Dataset records Block Start
// SPDX-License-Identifier: AGPL-3.0-or-later
//
// Copyright (C) 2025 Daniel Negri
//
// This program is free software: you can redistribute it and/or modify
// it under the terms of the GNU Affero General Public License as published by
// the Free Software Foundation, either version 3 of the License, or
// (at your option) any later version.
//
// This program is distributed in the hope that it will be useful,
// but WITHOUT ANY WARRANTY; without even the implied warranty of
// MERCHANTABILITY or FITNESS FOR A PARTICULAR PURPOSE. See the
// GNU Affero General Public License for more details.
//
// You should have received a copy of the GNU Affero General Public License
// along with this program. If not, see <https://www.gnu.org/licenses/>.

//! # Ledger Clerks
//!
//! This library simulates clerks working concurrently on a shared set of
//! account balances. Clerks pull transactions from a common pool and apply
//! them to accounts; a withdrawal that the account cannot cover waits until a
//! deposit arrives.
//!
//! ## Core Components
//!
//! - [`Account`]: A balance guarded by a mutex and a condition variable
//! - [`TransactionPool`]: Shared FIFO of pending transactions plus the registry of working clerks
//! - [`Clerk`]: Worker that drains the pool, one transaction at a time
//! - [`Simulation`]: Spawns the clerks, joins them and reports final balances
//! - [`CancellationToken`]: Stops clerks wherever they are, including mid-wait
//!
//! ## Example
//!
//! ```
//! use ledger_clerks::{AccountId, Ledger, NullSink, Simulation, Transaction};
//! use rust_decimal::Decimal;
//! use std::sync::Arc;
//! use std::time::Duration;
//!
//! // The withdrawal is queued first and waits for the deposit.
//! let transactions = vec![
//!     Transaction::new(AccountId(0), Decimal::from(-50)),
//!     Transaction::new(AccountId(0), Decimal::from(50)),
//! ];
//!
//! let report = Simulation::new(Ledger::with_accounts(1), transactions, 2, Arc::new(NullSink))
//!     .with_max_pause(Duration::ZERO)
//!     .run()
//!     .unwrap();
//!
//! assert_eq!(report.applied(), 2);
//! assert_eq!(report.balance(AccountId(0)), Some(Decimal::ZERO));
//! ```
//!
//! ## Thread Safety
//!
//! Each account has its own lock, so clerks working on different accounts
//! never contend. The pool takes one short lock per call and never blocks.
//! The [`Ledger`] itself is read-only once built and needs no lock.

pub mod account;
mod base;
pub mod cancel;
pub mod clerk;
pub mod error;
pub mod event;
mod ledger;
pub mod simulation;
mod transaction;
mod transaction_pool;

pub use account::Account;
pub use base::{AccountId, ClerkId};
pub use cancel::{CancellationToken, Interrupt, Subscription};
pub use clerk::{Clerk, ClerkReport, ClerkState};
pub use error::{SimulationError, TransactionError};
pub use event::{ChannelSink, Event, EventSink, LogSink, NullSink};
pub use ledger::Ledger;
pub use simulation::{
    Simulation, SimulationConfig, SimulationHandle, SimulationReport, generate_transactions,
};
pub use transaction::Transaction;
pub use transaction_pool::TransactionPool;
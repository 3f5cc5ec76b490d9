// SPDX-License-Identifier: AGPL-3.0-or-later
//
// Copyright (C) 2025 Daniel Negri
//
// This program is free software: you can redistribute it and/or modify
// it under the terms of the GNU Affero General Public License as published by
// the Free Software Foundation, either version 3 of the License, or
// (at your option) any later version.
//
// This program is distributed in the hope that it will be useful,
// but WITHOUT ANY WARRANTY; without even the implied warranty of
// MERCHANTABILITY or FITNESS FOR A PARTICULAR PURPOSE. See the
// GNU Affero General Public License for more details.
//
// You should have received a copy of the GNU Affero General Public License
// along with this program. If not, see <https://www.gnu.org/licenses/>.

//! Shared pool of pending transactions.
//!
//! The pool is the only work source for clerks. It hands out transactions in
//! FIFO order, at most once each, and keeps a registry of the clerks that are
//! currently working. Every operation takes one short-lived lock and never
//! waits: an empty pool is an ordinary answer, not a reason to block.

use crate::Transaction;
use crate::base::ClerkId;
use parking_lot::Mutex;
use std::collections::{HashSet, VecDeque};

#[derive(Debug, Default)]
struct PoolState {
    pending: VecDeque<Transaction>,
    active: HashSet<ClerkId>,
}

/// A thread-safe transaction queue with an active-clerk registry.
#[derive(Debug, Default)]
pub struct TransactionPool {
    inner: Mutex<PoolState>,
}

impl TransactionPool {
    /// Creates a pool seeded with `transactions`, dispatched in iteration order.
    pub fn new(transactions: impl IntoIterator<Item = Transaction>) -> Self {
        Self {
            inner: Mutex::new(PoolState {
                pending: transactions.into_iter().collect(),
                active: HashSet::new(),
            }),
        }
    }

    /// Removes and returns the oldest pending transaction, or `None` once the
    /// pool is drained.
    pub fn try_dequeue(&self) -> Option<Transaction> {
        self.inner.lock().pending.pop_front()
    }

    /// Marks `clerk` as working. Returns `false` if it was already registered.
    pub fn register_clerk(&self, clerk: ClerkId) -> bool {
        self.inner.lock().active.insert(clerk)
    }

    /// Marks `clerk` as done. Returns `false` if it was not registered, in
    /// which case nothing changes.
    pub fn finish_clerk(&self, clerk: ClerkId) -> bool {
        self.inner.lock().active.remove(&clerk)
    }

    pub fn remaining(&self) -> usize {
        self.inner.lock().pending.len()
    }

    pub fn is_drained(&self) -> bool {
        self.inner.lock().pending.is_empty()
    }

    /// Snapshot of the registered clerks, sorted by id.
    pub fn active_clerks(&self) -> Vec<ClerkId> {
        let mut active: Vec<ClerkId> = self.inner.lock().active.iter().copied().collect();
        active.sort();
        active
    }
}
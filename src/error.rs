// SPDX-License-Identifier: AGPL-3.0-or-later
//
// Copyright (C) 2025 Daniel Negri
//
// This program is free software: you can redistribute it and/or modify
// it under the terms of the GNU Affero General Public License as published by
// the Free Software Foundation, either version 3 of the License, or
// (at your option) any later version.
//
// This program is distributed in the hope that it will be useful,
// but WITHOUT ANY WARRANTY; without even the implied warranty of
// MERCHANTABILITY or FITNESS FOR A PARTICULAR PURPOSE. See the
// GNU Affero General Public License for more details.
//
// You should have received a copy of the GNU Affero General Public License
// along with this program. If not, see <https://www.gnu.org/licenses/>.

//! Error types for transaction processing and simulation setup.

use crate::base::AccountId;
use thiserror::Error;

/// Transaction processing errors.
///
/// None of these are fatal to a simulation: clerks drop the offending
/// transaction, or stop working on cancellation, and the others carry on.
#[derive(Error, Debug, Clone, PartialEq, Eq)]
pub enum TransactionError {
    /// Transaction names an account that is not in the ledger
    #[error("unknown account {0}")]
    UnknownAccount(AccountId),

    /// Transaction was handed to an account it does not target
    #[error("transaction for account {found} applied to account {expected}")]
    AccountMismatch { expected: AccountId, found: AccountId },

    /// Cancellation fired while the withdrawal was waiting for funds
    #[error("cancelled while waiting for funds")]
    Cancelled,
}

/// Simulation setup errors.
#[derive(Error, Debug)]
pub enum SimulationError {
    /// Configuration cannot produce a runnable simulation
    #[error("invalid configuration: {0}")]
    InvalidConfig(&'static str),

    /// The OS refused to start a clerk thread
    #[error("failed to spawn clerk thread: {0}")]
    Spawn(#[from] std::io::Error),
}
Dataset records Block End
**Exercise directions:**
Set out exactly the lines from the one bearing "Simulation setup errors." through the end of the data, including both ends and omitting all others.

**Response below:**
/// Simulation setup errors.
#[derive(Error, Debug)]
pub enum SimulationError {
    /// Configuration cannot produce a runnable simulation
    #[error("invalid configuration: {0}")]
    InvalidConfig(&'static str),

    /// The OS refused to start a clerk thread
    #[error("failed to spawn clerk thread: {0}")]
    Spawn(#[from] std::io::Error),
}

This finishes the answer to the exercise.